Baldness may be caused by inactive stem cells in hair follicles, according to a new study involving mice. Researchers found that increasing the expression of one protein (lactate dehydrogenase, or LDH) and blocking the compound pyruvate stimulates hair growth—and drugs already exist that can do both. While you may have not witnessed a mouse with a combover (if you have, congratulations), the findings could be a first step toward developing a cure for hair loss.
“We were looking for potential patterns of distinct metabolism, and surprisingly uncovered high LDH activity in the stem cells,” coauthor on the study William Lowry of UCLA told Fatherly. “This was not hypothesis driven, so kismet?”
This isn’t the first time scientists have found a potential cure for baldness, nor is it the first time they’ve considered using stem cells. Researchers already knew that a specific part of every hair follicle’s root contains stem cells primed to proliferate and regrow hair. And past studies have demonstrated that, as cell within these follicles digest nutrients and grow (a process called cell metabolism), different hair growth patterns emerge. So Lowry and colleagues set out to do basic science, nothing more. Their goal was to examine the metabolic states of multiple cells in mouse hair follicles.
But when Lowry and his team measured cell metabolism in mouse hair, the organic compounds lactate and pyruvate stuck out like bad toupees. They found that high levels of pyruvate and low levels of lactate stymied hair growth. They then experimented with these two organic compounds, and found that increasing the expression of LDH raises lactate levels while lowering pyruvate levels (LDH converts lactate to pyruvate and vice versa). They then identified a drug, UK5099 that blocks pyruvate from entering the cell, effecting an increase in cellular lactate concentration.
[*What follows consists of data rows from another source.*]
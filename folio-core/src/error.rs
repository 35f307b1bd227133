//! Error taxonomy shared across the page store.

use thiserror::Error;

/// Result type for page store operations
pub type Result<T> = std::result::Result<T, Error>;

/// Errors that can occur across the page store.
///
/// Local storage failures abort the current operation but leave the page
/// usable; network failures are retried by the sync engine and only
/// surfaced through sync-state watchers.
#[derive(Debug, Error)]
pub enum Error {
    #[error("Not found: {0}")]
    NotFound(String),

    #[error("I/O error: {0}")]
    Io(#[from] std::io::Error),

    #[error("Storage backend error: {0}")]
    Storage(String),

    #[error("Network error: {0}")]
    Network(String),

    #[error("Invalid argument: {0}")]
    InvalidArgument(String),

    #[error("Journal is no longer valid (already committed or rolled back)")]
    InvalidJournal,

    #[error("Merge was cancelled before completion")]
    MergeCancelled,

    #[error("Remote fingerprint mismatch: the remote store was reset or recreated")]
    FingerprintMismatch,

    #[error("Internal error: {0}")]
    Internal(String),
}

impl Error {
    /// Whether the sync engine may retry the failed operation.
    ///
    /// Only transient network failures are retryable. A fingerprint
    /// mismatch in particular must never be retried into; the owner has
    /// to decide on remediation first.
    pub fn is_retryable(&self) -> bool {
        matches!(self, Error::Network(_))
    }
}

#[cfg(test)]
mod tests {
    use super::*;

    #[test]
    fn test_retryable_classification() {
        assert!(Error::Network("timeout".to_string()).is_retryable());
        assert!(!Error::FingerprintMismatch.is_retryable());
        assert!(!Error::InvalidJournal.is_retryable());
        assert!(!Error::NotFound("x".to_string()).is_retryable());
    }
}
//! Sync state tracking and watcher notification.
//!
//! Each page carries a download state and an upload state. Multiple
//! reporters may feed the same container; reports merge monotonically by
//! a fixed precedence so a watcher never sees an error report swallowed
//! by a later idle report from another source. Watchers observe state
//! changes in the order they occur locally.

use serde::{Deserialize, Serialize};
use std::sync::Mutex;
use tokio::sync::broadcast;
use tracing::debug;

/// Download phase of a page's synchronization.
#[derive(Debug, Clone, Copy, PartialEq, Eq, Serialize, Deserialize)]
pub enum DownloadSyncState {
    Idle,
    /// Initial/backlog fetch of remote commits.
    CatchUp,
    /// Steady-state watch: applying a freshly pushed remote commit.
    RemoteCommit,
    Error,
}

impl DownloadSyncState {
    fn rank(self) -> u8 {
        match self {
            DownloadSyncState::Idle => 0,
            DownloadSyncState::CatchUp => 1,
            DownloadSyncState::RemoteCommit => 2,
            DownloadSyncState::Error => 3,
        }
    }
}

/// Upload phase of a page's synchronization.
#[derive(Debug, Clone, Copy, PartialEq, Eq, Serialize, Deserialize)]
pub enum UploadSyncState {
    Idle,
    /// A local commit was detected and is waiting to be shipped.
    Pending,
    /// Upload blocked until the catch-up download finishes.
    WaitCatchUp,
    /// Upload blocked until the merge resolver collapses the heads.
    WaitTooManyHeads,
    /// Upload blocked while a remote commit download is in flight.
    WaitRemoteDownload,
    InProgress,
    Error,
}

impl UploadSyncState {
    fn rank(self) -> u8 {
        match self {
            UploadSyncState::Idle => 0,
            UploadSyncState::Pending => 1,
            UploadSyncState::WaitCatchUp => 2,
            UploadSyncState::WaitTooManyHeads => 3,
            UploadSyncState::WaitRemoteDownload => 4,
            UploadSyncState::InProgress => 5,
            UploadSyncState::Error => 6,
        }
    }
}

/// The (download, upload) pair watchers receive.
#[derive(Debug, Clone, Copy, PartialEq, Eq, Serialize, Deserialize)]
pub struct SyncStateContainer {
    pub download: DownloadSyncState,
    pub upload: UploadSyncState,
}

impl Default for SyncStateContainer {
    fn default() -> Self {
        Self {
            download: DownloadSyncState::Idle,
            upload: UploadSyncState::Idle,
        }
    }
}

impl SyncStateContainer {
    /// Merge another report into this one, keeping the higher-precedence
    /// state per field.
    pub fn merge(&mut self, other: SyncStateContainer) {
        if other.download.rank() > self.download.rank() {
            self.download = other.download;
        }
        if other.upload.rank() > self.upload.rank() {
            self.upload = other.upload;
        }
    }
}

/// Capacity of the watcher channel; a watcher that lags this far behind
/// misses intermediate states but still converges on the latest.
const WATCH_CHANNEL_CAPACITY: usize = 64;

/// Publishes sync-state changes to any number of watchers.
///
/// All mutation goes through the internal lock, so every watcher
/// receives the same sequence of containers in the same order.
pub struct SyncStatePublisher {
    current: Mutex<SyncStateContainer>,
    tx: broadcast::Sender<SyncStateContainer>,
}

impl Default for SyncStatePublisher {
    fn default() -> Self {
        Self::new()
    }
}

impl SyncStatePublisher {
    pub fn new() -> Self {
        let (tx, _) = broadcast::channel(WATCH_CHANNEL_CAPACITY);
        Self {
            current: Mutex::new(SyncStateContainer::default()),
            tx,
        }
    }

    /// Current state snapshot.
    pub fn get(&self) -> SyncStateContainer {
        *self.current.lock().expect("sync state lock poisoned")
    }

    /// Subscribe to state changes. The subscriber should read the
    /// current state with [`get`](Self::get) first.
    pub fn subscribe(&self) -> broadcast::Receiver<SyncStateContainer> {
        self.tx.subscribe()
    }

    fn publish_locked(&self, updated: SyncStateContainer) {
        // A send error only means no watcher is subscribed.
        let _ = self.tx.send(updated);
        debug!(download = ?updated.download, upload = ?updated.upload, "sync state changed");
    }

    /// Replace the download state. The owning state machine moves states
    /// in both directions, so this is a direct set.
    pub fn set_download(&self, state: DownloadSyncState) {
        let mut current = self.current.lock().expect("sync state lock poisoned");
        if current.download == state {
            return;
        }
        current.download = state;
        self.publish_locked(*current);
    }

    /// Replace the upload state.
    pub fn set_upload(&self, state: UploadSyncState) {
        let mut current = self.current.lock().expect("sync state lock poisoned");
        if current.upload == state {
            return;
        }
        current.upload = state;
        self.publish_locked(*current);
    }

    /// Merge a report from a secondary watcher source by precedence.
    pub fn merge_report(&self, report: SyncStateContainer) {
        let mut current = self.current.lock().expect("sync state lock poisoned");
        let before = *current;
        current.merge(report);
        if *current != before {
            self.publish_locked(*current);
        }
    }
}

#[cfg(test)]
mod tests {
    use super::*;

    #[test]
    fn test_merge_is_monotone() {
        let mut state = SyncStateContainer::default();
        state.merge(SyncStateContainer {
            download: DownloadSyncState::CatchUp,
            upload: UploadSyncState::Error,
        });
        assert_eq!(state.download, DownloadSyncState::CatchUp);
        assert_eq!(state.upload, UploadSyncState::Error);

        // A lower-precedence report does not regress the container.
        state.merge(SyncStateContainer::default());
        assert_eq!(state.download, DownloadSyncState::CatchUp);
        assert_eq!(state.upload, UploadSyncState::Error);
    }

    #[tokio::test]
    async fn test_watchers_observe_changes_in_order() {
        let publisher = SyncStatePublisher::new();
        let mut w1 = publisher.subscribe();
        let mut w2 = publisher.subscribe();

        publisher.set_download(DownloadSyncState::CatchUp);
        publisher.set_upload(UploadSyncState::Pending);
        publisher.set_download(DownloadSyncState::Idle);

        for watcher in [&mut w1, &mut w2] {
            let first = watcher.recv().await.unwrap();
            assert_eq!(first.download, DownloadSyncState::CatchUp);
            let second = watcher.recv().await.unwrap();
            assert_eq!(second.upload, UploadSyncState::Pending);
            let third = watcher.recv().await.unwrap();
            assert_eq!(third.download, DownloadSyncState::Idle);
        }
    }

    #[tokio::test]
    async fn test_no_notification_without_change() {
        let publisher = SyncStatePublisher::new();
        let mut watcher = publisher.subscribe();
        publisher.set_download(DownloadSyncState::Idle);
        publisher.merge_report(SyncStateContainer::default());
        assert!(matches!(
            watcher.try_recv(),
            Err(broadcast::error::TryRecvError::Empty)
        ));
    }
}
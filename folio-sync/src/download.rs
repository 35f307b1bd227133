//! Download half of the sync engine.
//!
//! Pulls remote commits into the local graph, in two modes: a catch-up
//! scan of everything past the persisted cursor, and single-commit
//! application driven by the remote watch stream. Commits that arrive
//! before their parents are buffered and replayed once the parents land.

use bytes::Bytes;
use std::collections::VecDeque;
use std::sync::Arc;
use tokio::sync::broadcast;
use tracing::{debug, warn};

use folio_core::{
    Commit, CommitGraph, Error, ObjectDigest, ObjectPriority, ObjectStore, PageDb, PageTree,
    Result,
};

use crate::backoff::Backoff;
use crate::config::SyncConfig;
use crate::remote::{RemoteCommitRecord, RemoteCursor, RemoteStore};
use crate::state::{DownloadSyncState, SyncStatePublisher};
use crate::upload::{uploaded_commit_key, uploaded_object_key};

const CURSOR_KEY: &[u8] = b"sync/cursor";

/// Download state machine for one page.
pub struct DownloadDriver {
    db: Arc<dyn PageDb>,
    graph: Arc<CommitGraph>,
    objects: Arc<ObjectStore>,
    remote: Arc<dyn RemoteStore>,
    state: Arc<SyncStatePublisher>,
    config: SyncConfig,
}

impl DownloadDriver {
    pub fn new(
        db: Arc<dyn PageDb>,
        graph: Arc<CommitGraph>,
        objects: Arc<ObjectStore>,
        remote: Arc<dyn RemoteStore>,
        state: Arc<SyncStatePublisher>,
        config: SyncConfig,
    ) -> Self {
        Self {
            db,
            graph,
            objects,
            remote,
            state,
            config,
        }
    }

    /// Position in the remote log this device has consumed up to.
    pub async fn cursor(&self) -> Result<RemoteCursor> {
        match self.db.get(CURSOR_KEY).await? {
            Some(bytes) => {
                let arr: [u8; 8] = bytes[..]
                    .try_into()
                    .map_err(|_| Error::Storage("Bad sync cursor".to_string()))?;
                Ok(RemoteCursor::from_le_bytes(arr))
            }
            None => Ok(0),
        }
    }

    async fn set_cursor(&self, cursor: RemoteCursor) -> Result<()> {
        self.db.put(CURSOR_KEY, &cursor.to_le_bytes()).await
    }

    /// Fetch an object record from the remote if it is not already
    /// present locally, along with everything it references.
    pub async fn ensure_object(&self, digest: &ObjectDigest) -> Result<()> {
        let mut queue = vec![*digest];
        while let Some(current) = queue.pop() {
            if self.objects.exists(&current).await? {
                continue;
            }
            let record = self.fetch_object(&current).await?;
            self.objects.put_raw(&current, &record).await?;
            queue.extend(self.objects.references(&current).await?);
        }
        Ok(())
    }

    async fn fetch_object(&self, digest: &ObjectDigest) -> Result<Bytes> {
        let mut backoff = Backoff::new(self.config.backoff);
        loop {
            match self.remote.download_object(digest).await {
                Ok(record) => return Ok(record),
                Err(e) if e.is_retryable() && backoff.attempts() < self.config.max_retries => {
                    warn!(object = %digest, error = %e, "object download failed, backing off");
                    tokio::time::sleep(backoff.next_delay()).await;
                }
                Err(e) => return Err(e),
            }
        }
    }

    /// Apply one remote commit record: verify its id, fetch the eager
    /// objects it references, and insert it into the graph. Returns
    /// `false` without applying when a parent is not yet known locally.
    async fn try_apply(&self, record: &RemoteCommitRecord) -> Result<bool> {
        let commit = Commit::from_bytes(&record.payload)?;
        if commit.id() != record.id {
            return Err(Error::InvalidArgument(format!(
                "Remote commit id {} does not match its payload",
                record.id
            )));
        }
        if self.graph.contains(&record.id).await? {
            return Ok(true);
        }
        for parent in &commit.parents {
            if !self.graph.contains(parent).await? {
                return Ok(false);
            }
        }

        self.ensure_object(&commit.root).await?;
        let tree = PageTree::load(&self.objects, &commit.root).await?;
        for (_, entry) in tree.iter() {
            if entry.priority == ObjectPriority::Eager {
                self.ensure_object(&entry.object).await?;
            }
        }

        self.graph.insert_commit(&commit).await?;
        // Remote-originated commits must never be shipped back.
        self.db.put(&uploaded_commit_key(&record.id), &[]).await?;
        self.db.put(&uploaded_object_key(&commit.root), &[]).await?;
        debug!(commit = %record.id, "applied remote commit");
        Ok(true)
    }

    /// Apply what the buffer allows, replaying it after each success so
    /// children unblocked by a newly applied parent land in the same
    /// pass. Records whose parents are still absent stay buffered.
    async fn apply_pending(&self, pending: &mut VecDeque<RemoteCommitRecord>) -> Result<usize> {
        let mut applied = 0;
        loop {
            let mut progressed = false;
            for _ in 0..pending.len() {
                let record = match pending.pop_front() {
                    Some(r) => r,
                    None => break,
                };
                if self.try_apply(&record).await? {
                    applied += 1;
                    progressed = true;
                } else {
                    pending.push_back(record);
                }
            }
            if pending.is_empty() || !progressed {
                return Ok(applied);
            }
        }
    }

    /// Scan the remote log from the persisted cursor until caught up.
    ///
    /// The cursor is only persisted past records that were applied;
    /// records still waiting on absent ancestors are refetched by the
    /// next catch-up rather than skipped.
    pub async fn catch_up(&self) -> Result<usize> {
        self.state.set_download(DownloadSyncState::CatchUp);
        let mut total = 0;
        let mut backoff = Backoff::new(self.config.backoff);
        let mut cursor = self.cursor().await?;
        let mut pending: VecDeque<RemoteCommitRecord> = VecDeque::new();
        loop {
            let (records, next_cursor) = match self.remote.commits_since(cursor).await {
                Ok(batch) => batch,
                Err(e) if e.is_retryable() && backoff.attempts() < self.config.max_retries => {
                    warn!(error = %e, attempt = backoff.attempts(), "catch-up failed, backing off");
                    self.state.set_download(DownloadSyncState::Error);
                    tokio::time::sleep(backoff.next_delay()).await;
                    self.state.set_download(DownloadSyncState::CatchUp);
                    continue;
                }
                Err(e) => {
                    self.state.set_download(DownloadSyncState::Error);
                    return Err(e);
                }
            };
            backoff.reset();
            if records.is_empty() {
                break;
            }
            pending.extend(records);
            total += self.apply_pending(&mut pending).await?;
            cursor = next_cursor;
            if pending.is_empty() {
                self.set_cursor(cursor).await?;
            }
        }
        if !pending.is_empty() {
            warn!(
                dangling = pending.len(),
                "remote log has commits with absent ancestors"
            );
        }
        self.state.set_download(DownloadSyncState::Idle);
        debug!(commits = total, "catch-up complete");
        Ok(total)
    }

    /// Apply a single commit pushed by the remote watch stream.
    pub async fn on_remote_commit(&self, record: RemoteCommitRecord) -> Result<bool> {
        self.state.set_download(DownloadSyncState::RemoteCommit);
        let result = self.try_apply(&record).await;
        match &result {
            Ok(_) => self.state.set_download(DownloadSyncState::Idle),
            Err(_) => self.state.set_download(DownloadSyncState::Error),
        }
        result
    }

    /// Consume the watch stream until it closes, applying each pushed
    /// commit. Lagged gaps fall back to a catch-up scan.
    pub async fn run_watch(&self, mut rx: broadcast::Receiver<RemoteCommitRecord>) -> Result<()> {
        loop {
            match rx.recv().await {
                Ok(record) => {
                    if !self.on_remote_commit(record).await? {
                        // Parent missing; the log has it.
                        self.catch_up().await?;
                    }
                }
                Err(broadcast::error::RecvError::Lagged(skipped)) => {
                    warn!(skipped, "watch stream lagged, re-scanning remote log");
                    self.catch_up().await?;
                }
                Err(broadcast::error::RecvError::Closed) => return Ok(()),
            }
        }
    }
}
“This led to the identification of small molecules that manipulate metabolism and therefore, stem cell activation,” Lowry says. In other words, they discovered drugs that could potentially trick stem cells into growing more hair.
It’s important to note that these findings are very much preliminary, namely because they involve mice. The vast majority of mouse studies do not yield results that have any immediate implications. So this is by no means a cure for human baldness. “We do not know how much these results will apply to other animals, including humans,” Lowry says.
But that doesn’t mean Lowry and colleagues aren’t working on practical applications. Lowry intends to start a company that he hopes will develop commercial hair loss treatments in the near future. To be fair, it’s a fairly lucrative business. The market for treating alopecia, an autoimmune disease that can cause sudden, dramatic hair loss, alone is expected to reach $11.8 billion by 2024. “We are working hard to translate these findings,” Lowry says. “Lots of people are exploring many avenues to treat all types of alopecia, which should give hope to those suffering from this issue.”
This knowledge will likely be used to treat diseases before its applied to handling basic bald spots. But there is hope that, in the future, scientists may have the technology to do both—if not for you, then for your kid’s gorgeous mane.